Ellagic acid protects rats from chronic renal failure via MiR-182/FOXO3a axis

Abstract

Studies showed that ellagic acid (EA) can significantly improve kidney function, but the renal-protective effects of EA and the potential mechanism require adequate elucidation. This study investigated the mechanisms of EA in chronic renal failure (CRF) injury. A rat model of CRF was established by 5/6 nephrectomy. The body weight, urine volume and urine protein content of the rat model of CRF with EA treatment (0/20/40 mg/kg/day) were recorded.
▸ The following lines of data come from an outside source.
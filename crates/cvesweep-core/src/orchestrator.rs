//! Bounded fan-out of unit pipelines.

use crate::error::ConfigError;
use crate::model::WorkloadUnit;
use crate::pipeline::{PipelineState, Toolchain, UnitOutcome, UnitPipeline};
use crate::report::{RunStats, ScanResults};
use crate::store::ResultStore;
use chrono::Utc;
use std::sync::atomic::{AtomicUsize, Ordering};
use std::sync::Arc;
use std::time::Duration;
use tokio::sync::Semaphore;
use tokio::task::{JoinHandle, JoinSet};
use tokio_util::sync::CancellationToken;
use tracing::{debug, error, info, warn};

pub const DEFAULT_CONCURRENCY: usize = 5;
pub const DEFAULT_DEADLINE: Duration = Duration::from_secs(600);

#[derive(Debug, Clone)]
pub struct OrchestratorConfig {
    /// Maximum number of pipelines executing at once.
    pub concurrency: usize,
    /// Wall-clock budget for the whole run.
    pub deadline: Duration,
}

impl Default for OrchestratorConfig {
    fn default() -> Self {
        Self {
            concurrency: DEFAULT_CONCURRENCY,
            deadline: DEFAULT_DEADLINE,
        }
    }
}

/// Tracks pipelines currently executing and the highest count seen.
#[derive(Debug, Default)]
struct AdmissionCounter {
    current: AtomicUsize,
    peak: AtomicUsize,
}

impl AdmissionCounter {
    fn enter(self: &Arc<Self>) -> AdmissionGuard {
        let now = self.current.fetch_add(1, Ordering::SeqCst) + 1;
        self.peak.fetch_max(now, Ordering::SeqCst);
        AdmissionGuard(Arc::clone(self))
    }

    fn peak(&self) -> usize {
        self.peak.load(Ordering::SeqCst)
    }
}

struct AdmissionGuard(Arc<AdmissionCounter>);

impl Drop for AdmissionGuard {
    fn drop(&mut self) {
        self.0.current.fetch_sub(1, Ordering::SeqCst);
    }
}

/// Aborts the wrapped task when dropped, so no work outlives its owner.
struct AbortOnDrop<T>(JoinHandle<T>);

impl<T> Drop for AbortOnDrop<T> {
    fn drop(&mut self) {
        self.0.abort();
    }
}

/// Cancel `token` once `deadline` has elapsed.
///
/// Callers that also need the deadline to cover work before a run (such as
/// listing containers) start this on the parent token.
pub fn cancel_after(token: CancellationToken, deadline: Duration) -> JoinHandle<()> {
    tokio::spawn(async move {
        tokio::select! {
            _ = token.cancelled() => {}
            _ = tokio::time::sleep(deadline) => {
                warn!("Deadline of {:?} reached, cancelling", deadline);
                token.cancel();
            }
        }
    })
}

pub struct Orchestrator {
    tools: Toolchain,
    config: OrchestratorConfig,
}

impl Orchestrator {
    pub fn new(tools: Toolchain, config: OrchestratorConfig) -> Result<Self, ConfigError> {
        if config.concurrency == 0 {
            return Err(ConfigError::Invalid(
                "scan concurrency must be at least 1".to_string(),
            ));
        }
        if config.deadline.is_zero() {
            return Err(ConfigError::Invalid(
                "scan deadline must be greater than zero".to_string(),
            ));
        }
        Ok(Self { tools, config })
    }

    pub fn config(&self) -> &OrchestratorConfig {
        &self.config
    }

    pub async fn run(&self, units: Vec<WorkloadUnit>) -> ScanResults {
        self.run_with_cancel(units, CancellationToken::new()).await
    }

    /// Scan every unit with at most `concurrency` pipelines in flight.
    ///
    /// Returns once every dispatched pipeline has reached a terminal state.
    /// Cancelling `cancel` (or hitting the deadline) stops dispatch, asks
    /// in-flight tool invocations to terminate and keeps results that were
    /// already committed.
    pub async fn run_with_cancel(
        &self,
        units: Vec<WorkloadUnit>,
        cancel: CancellationToken,
    ) -> ScanResults {
        let started_at = Utc::now();
        let total = units.len();
        let run_token = cancel.child_token();
        // Dropping this future mid-run cancels everything it started.
        let _cancel_on_drop = run_token.clone().drop_guard();
        let _watchdog = AbortOnDrop(cancel_after(run_token.clone(), self.config.deadline));

        info!(
            "Scanning {} containers with concurrency {}",
            total, self.config.concurrency
        );

        let store = Arc::new(ResultStore::new());
        let permits = Arc::new(Semaphore::new(self.config.concurrency));
        let admission = Arc::new(AdmissionCounter::default());
        let mut tasks = JoinSet::new();
        let mut dispatched = 0;

        for unit in units {
            let permit = tokio::select! {
                biased;
                _ = run_token.cancelled() => break,
                permit = Arc::clone(&permits).acquire_owned() => match permit {
                    Ok(permit) => permit,
                    Err(_) => break,
                },
            };
            if run_token.is_cancelled() {
                break;
            }

            dispatched += 1;
            debug!("Dispatching container {}", unit);

            let pipeline = UnitPipeline::new(unit.clone(), self.tools.clone());
            let store = Arc::clone(&store);
            let token = run_token.clone();
            let admission = Arc::clone(&admission);

            tasks.spawn(async move {
                let _permit = permit;
                let _admitted = admission.enter();

                // Inner task so a panicking pipeline is reported as this unit's failure.
                let inner_store = Arc::clone(&store);
                let mut inner = AbortOnDrop(tokio::spawn(async move {
                    pipeline.run(&inner_store, &token).await
                }));
                let joined = (&mut inner.0).await;

                match joined {
                    Ok(outcome) => outcome,
                    Err(e) => {
                        error!("Pipeline for container {} aborted: {}", unit, e);
                        let outcome = UnitOutcome {
                            unit,
                            state: PipelineState::Aborted,
                            error: Some(e.to_string()),
                            finding_count: 0,
                            finished_at: Utc::now(),
                        };
                        store.record_outcome(outcome.clone());
                        outcome
                    }
                }
            });
        }

        let mut stats = RunStats {
            total,
            dispatched,
            not_started: total - dispatched,
            ..RunStats::default()
        };

        while let Some(joined) = tasks.join_next().await {
            match joined {
                Ok(outcome) if outcome.succeeded() => stats.succeeded += 1,
                Ok(_) => stats.failed += 1,
                Err(e) => {
                    error!("Scan task failed to complete: {}", e);
                    stats.failed += 1;
                }
            }
        }

        stats.peak_in_flight = admission.peak();
        stats.cancelled = run_token.is_cancelled();
        if stats.not_started > 0 {
            warn!(
                "Run cancelled: {} containers were never scanned",
                stats.not_started
            );
        }

        // Every task has been joined, so this is the last reference.
        let snapshot = match Arc::try_unwrap(store) {
            Ok(store) => store.into_results(),
            Err(shared) => shared.snapshot(),
        };

        info!(
            "Scan finished: {} succeeded, {} failed, {} not started",
            stats.succeeded, stats.failed, stats.not_started
        );

        ScanResults {
            sboms: snapshot.sboms,
            findings: snapshot.findings,
            outcomes: snapshot.outcomes,
            stats,
            started_at,
            finished_at: Utc::now(),
        }
    }
}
Hematoxylin&eosin (H&E) staining, Masson staining and TUNEL were used for histopathological observation. Serum levels of creatinine value, blood urea nitrogen, superoxide dismutase, glutathione, malondialdehyde, tumor necrosis factor-α, interleukin-6 and intercellular cell adhesion molecule-1 were determined using enzyme-linked immunosorbent assay (ELISA) kits. The expressions of genes involved in CRF damage were detected by quantitative real-time PCR (qRT-PCR) and western blot. The relationships among EA, miR-182 and FOXO3a were verified by TargetScan 7.2, dual-luciferase assay and rescue experiments. In this study, EA treatment significantly increased the body weight, but reduced urination and urine protein content, renal tissue damage, collagen deposition, inflammation and the contents of serum creatinine (Scr), blood urea nitrogen (BUN), and malondialdehyde (MDA), and improved the antioxidant capacity of CRF rats. Moreover, EA treatment inhibited miR-182, TGF-β1, fibronectin and Bax levels, and promoted those of FOXO3a and Bcl-2 in CRF rats. Additionally, miR-182 specifically targeted FOXO3a, and effectively reduced the renal-protective effect of EA. Further research found that overexpressed FOXO3a partially reversed the inhibitory effect of miR-182 on CRF rats. Our results suggest that EA might reduce CRF injury in rats via miR-182/FOXO3a.